▶ _What is needed_
Copy every line from the records below that holds the word "flash".

┄┄┄┄┄┄┄┄┄┄┄┄┄┄┄┄┄┄┄┄

use geolens_contracts::error::{ContractError, ContractResult};
use serde_json::json;
use sha2::{Digest, Sha256};

use crate::transport::{Capability, RawCitation, RawReply, Transport, TransportRequest};

/// Offline transport returning canned, schema-conforming replies.
pub struct DryrunTransport;

struct Specimen {
    name: &'static str,
    category: &'static str,
    chemical_formula: &'static str,
    hardness: &'static str,
    description: &'static str,
    geological_context: &'static str,
    rarity: &'static str,
    fun_fact: &'static str,
}

const SPECIMENS: &[Specimen] = &[
    Specimen {
        name: "Quartz",
        category: "Mineral (tectosilicate)",
        chemical_formula: "SiO2",
        hardness: "7",
        description: "Colourless to milky hexagonal prisms with vitreous lustre and conchoidal fracture.",
        geological_context: "Crystallises in granitic magmas, pegmatites and hydrothermal veins.",
        rarity: "Very common",
        fun_fact: "Quartz is piezoelectric, which is why it keeps time in watches.",
    },
    Specimen {
        name: "Basalt",
        category: "Igneous (extrusive)",
        chemical_formula: "Plagioclase + pyroxene ± olivine",
        hardness: "6",
        description: "Dark grey, fine-grained rock, often vesicular.",
        geological_context: "Forms from rapidly cooled low-silica lava at ridges and hotspots.",
        rarity: "Very common",
        fun_fact: "Most of the ocean floor is basalt.",
    },
    Specimen {
        name: "Malachite",
        category: "Mineral (carbonate)",
        chemical_formula: "Cu2CO3(OH)2",
        hardness: "3.5-4",
        description: "Banded bright green botryoidal masses with silky lustre.",
        geological_context: "Secondary mineral in the oxidised zones of copper deposits.",
        rarity: "Uncommon",
        fun_fact: "Ground malachite was used as a green pigment for millennia.",
    },
];

impl DryrunTransport {
    fn pick_specimen(bytes: &[u8]) -> &'static Specimen {
        let digest = Sha256::digest(bytes);
        &SPECIMENS[digest[0] as usize % SPECIMENS.len()]
    }

    fn first_line(text: &str) -> &str {
        text.lines().next().unwrap_or_default().trim()
    }
}

impl Transport for DryrunTransport {
    fn name(&self) -> &str {
        "dryrun"
    }

    fn call(&self, request: &TransportRequest) -> ContractResult<RawReply> {
        let mut reply = RawReply {
            model: request.model.clone(),
            finish_reason: Some("STOP".to_string()),
            ..RawReply::default()
        };
        match request.capability {
            Capability::Structured => {
                let Some(image) = request.image.as_ref() else {
                    return Err(ContractError::transport("structured request carries no image"));
                };
                let specimen = Self::pick_specimen(&image.bytes);
                reply.text = json!({
                    "name": specimen.name,
                    "category": specimen.category,
                    "chemicalFormula": specimen.chemical_formula,
                    "hardness": specimen.hardness,
                    "description": specimen.description,
                    "geologicalContext": specimen.geological_context,
                    "rarity": specimen.rarity,
                    "funFact": specimen.fun_fact,
                })
                .to_string();
            }
            Capability::Grounded => {
                reply.text = format!(
                    "Offline insight, no web search was performed. Query: {}",
                    Self::first_line(&request.prompt)
                );
                reply.citations = vec![
                    RawCitation {
                        title: Some("Mindat mineral database".to_string()),
                        uri: Some("https://www.mindat.org/".to_string()),
                    },
                    RawCitation {
                        title: Some("Unlinked field note".to_string()),
                        uri: None,
                    },
                ];
            }
            Capability::Conversational => {
                reply.text = format!(
                    "Offline geologist (turn {}): {}",
                    request.history.len() / 2 + 1,
                    request.prompt.trim()
                );
            }
        }
        Ok(reply)
    }
}
use indexmap::IndexMap;

use super::{CONVERSATIONAL, GROUNDED, STRUCTURED, VISION};

#[derive(Debug, Clone, PartialEq, Eq)]
pub struct ModelSpec {
    pub name: String,
    pub provider: String,
    pub capabilities: Vec<String>,
    pub context_window: Option<u64>,
    pub thinking_budget: Option<u32>,
}

impl ModelSpec {
    pub fn supports(&self, capability: &str) -> bool {
        self.capabilities.iter().any(|item| item == capability)
    }
}

#[derive(Debug, Clone)]
pub struct ModelRegistry {
    models: IndexMap<String, ModelSpec>,
}

impl ModelRegistry {
    pub fn new(models: Option<IndexMap<String, ModelSpec>>) -> Self {
        Self {
            models: models.unwrap_or_else(default_models),
        }
    }

    pub fn get(&self, name: &str) -> Option<&ModelSpec> {
        self.models.get(name)
    }

    pub fn list(&self) -> impl Iterator<Item = &ModelSpec> {
        self.models.values()
    }

    pub fn by_capability(&self, capability: &str) -> Vec<ModelSpec> {
        self.models
            .values()
            .filter(|model| model.supports(capability))
            .cloned()
            .collect()
    }

    pub fn by_provider(&self, provider: &str) -> Vec<ModelSpec> {
        self.models
            .values()
            .filter(|model| model.provider == provider)
            .cloned()
            .collect()
    }

    pub fn ensure(&self, name: &str, capability: &str) -> Option<ModelSpec> {
        let model = self.get(name)?;
        if model.supports(capability) {
            return Some(model.clone());
        }
        None
    }
}

fn default_models() -> IndexMap<String, ModelSpec> {
    let mut map = IndexMap::new();

    let mut insert = |name: &str,
                      provider: &str,
                      capabilities: &[&str],
                      context_window: Option<u64>,
                      thinking_budget: Option<u32>| {
        map.insert(
            name.to_string(),
            ModelSpec {
                name: name.to_string(),
                provider: provider.to_string(),
                capabilities: capabilities
                    .iter()
                    .map(|item| (*item).to_string())
                    .collect(),
                context_window,
                thinking_budget,
            },
        );
    };

    insert(
        "gemini-2.5-flash-lite",
        "gemini",
        &[STRUCTURED, VISION, GROUNDED],
        Some(1_048_576),
        Some(24_576),
    );
    insert(
        "gemini-flash-lite-latest",
        "gemini",
        &[GROUNDED],
        Some(1_048_576),
        None,
    );
    insert(
        "gemini-2.5-flash",
        "gemini",
        &[CONVERSATIONAL, GROUNDED, STRUCTURED, VISION],
        Some(1_048_576),
        Some(24_576),
    );
    insert(
        "gemini-2.5-pro",
        "gemini",
        &[CONVERSATIONAL, GROUNDED, STRUCTURED, VISION],
        Some(1_048_576),
        Some(32_768),
    );
    insert(
        "dryrun-geo-1",
        "dryrun",
        &[STRUCTURED, VISION, GROUNDED, CONVERSATIONAL],
        Some(8192),
        None,
    );

    map
}
/// Answer language used when none is configured.
pub const DEFAULT_LANGUAGE: &str = "Azerbaijani";

pub fn is_azerbaijani(language: &str) -> bool {
    language.trim().eq_ignore_ascii_case(DEFAULT_LANGUAGE)
}

/// Title shown for a grounding source the service left untitled.
pub fn source_title_for_language(language: &str) -> &'static str {
    if is_azerbaijani(language) {
        "Geoloji Mənbə"
    } else {
        "Geological source"
    }
}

┄┄┄┄┄┄┄┄┄┄┄┄┄┄┄┄┄┄┄┄

▶ _Solution for this problem_
        "gemini-2.5-flash-lite",
        "gemini-flash-lite-latest",
        "gemini-2.5-flash",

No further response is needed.